Character for character, give back every line below.

Stored items:
================

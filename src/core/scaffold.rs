//! File scaffolding shared by `init`, `spec create` and `agent create`.
//!
//! Writes refuse to clobber existing files unless `force` is set, and
//! `dry_run` only reports what would happen.

use crate::core::error::AgentOsError;
use std::fs;
use std::path::{Path, PathBuf};

pub struct ScaffoldOptions {
    /// Directory every relative path is resolved against.
    pub target_dir: PathBuf,
    pub force: bool,
    pub dry_run: bool,
}

#[derive(Debug, Clone, Copy, PartialEq, Eq)]
pub enum WriteOutcome {
    Written,
    WouldWrite,
    WouldSkip,
}

fn ensure_parent(path: &Path) -> Result<(), AgentOsError> {
    if let Some(p) = path.parent() {
        fs::create_dir_all(p)?;
    }
    Ok(())
}

pub fn write_file(
    opts: &ScaffoldOptions,
    rel_path: &str,
    content: &str,
) -> Result<WriteOutcome, AgentOsError> {
    let dest = opts.target_dir.join(rel_path);

    if dest.exists() && !opts.force {
        if opts.dry_run {
            println!(
                "  would-skip: {} (exists; pass --force to overwrite)",
                dest.display()
            );
            return Ok(WriteOutcome::WouldSkip);
        }
        return Err(AgentOsError::ValidationError(format!(
            "Refusing to overwrite existing path without --force: {}",
            dest.display()
        )));
    }

    if opts.dry_run {
        println!("  would-write: {}", dest.display());
        return Ok(WriteOutcome::WouldWrite);
    }

    ensure_parent(&dest)?;
    fs::write(&dest, content)?;
    println!("  wrote: {}", dest.display());
    Ok(WriteOutcome::Written)
}

pub fn create_dir(opts: &ScaffoldOptions, rel_path: &str) -> Result<(), AgentOsError> {
    let dest = opts.target_dir.join(rel_path);
    if opts.dry_run {
        if !dest.exists() {
            println!("  would-create: {}/", dest.display());
        }
        return Ok(());
    }
    fs::create_dir_all(&dest)?;
    Ok(())
}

================

- [TASK RESPONSE]:
filename src/core/scaffold.rs
//! File scaffolding shared by `init`, `spec create` and `agent create`.
//!
//! Writes refuse to clobber existing files unless `force` is set, and
//! `dry_run` only reports what would happen.

use crate::core::error::AgentOsError;
use std::fs;
use std::path::{Path, PathBuf};

pub struct ScaffoldOptions {
    /// Directory every relative path is resolved against.
    pub target_dir: PathBuf,
    pub force: bool,
    pub dry_run: bool,
}

#[derive(Debug, Clone, Copy, PartialEq, Eq)]
pub enum WriteOutcome {
    Written,
    WouldWrite,
    WouldSkip,
}

fn ensure_parent(path: &Path) -> Result<(), AgentOsError> {
    if let Some(p) = path.parent() {
        fs::create_dir_all(p)?;
    }
    Ok(())
}

pub fn write_file(
    opts: &ScaffoldOptions,
    rel_path: &str,
    content: &str,
) -> Result<WriteOutcome, AgentOsError> {
    let dest = opts.target_dir.join(rel_path);

    if dest.exists() && !opts.force {
        if opts.dry_run {
            println!(
                "  would-skip: {} (exists; pass --force to overwrite)",
                dest.display()
            );
            return Ok(WriteOutcome::WouldSkip);
        }
        return Err(AgentOsError::ValidationError(format!(
            "Refusing to overwrite existing path without --force: {}",
            dest.display()
        )));
    }

    if opts.dry_run {
        println!("  would-write: {}", dest.display());
        return Ok(WriteOutcome::WouldWrite);
    }

    ensure_parent(&dest)?;
    fs::write(&dest, content)?;
    println!("  wrote: {}", dest.display());
    Ok(WriteOutcome::Written)
}

pub fn create_dir(opts: &ScaffoldOptions, rel_path: &str) -> Result<(), AgentOsError> {
    let dest = opts.target_dir.join(rel_path);
    if opts.dry_run {
        if !dest.exists() {
            println!("  would-create: {}/", dest.display());
        }
        return Ok(());
    }
    fs::create_dir_all(&dest)?;
    Ok(())
}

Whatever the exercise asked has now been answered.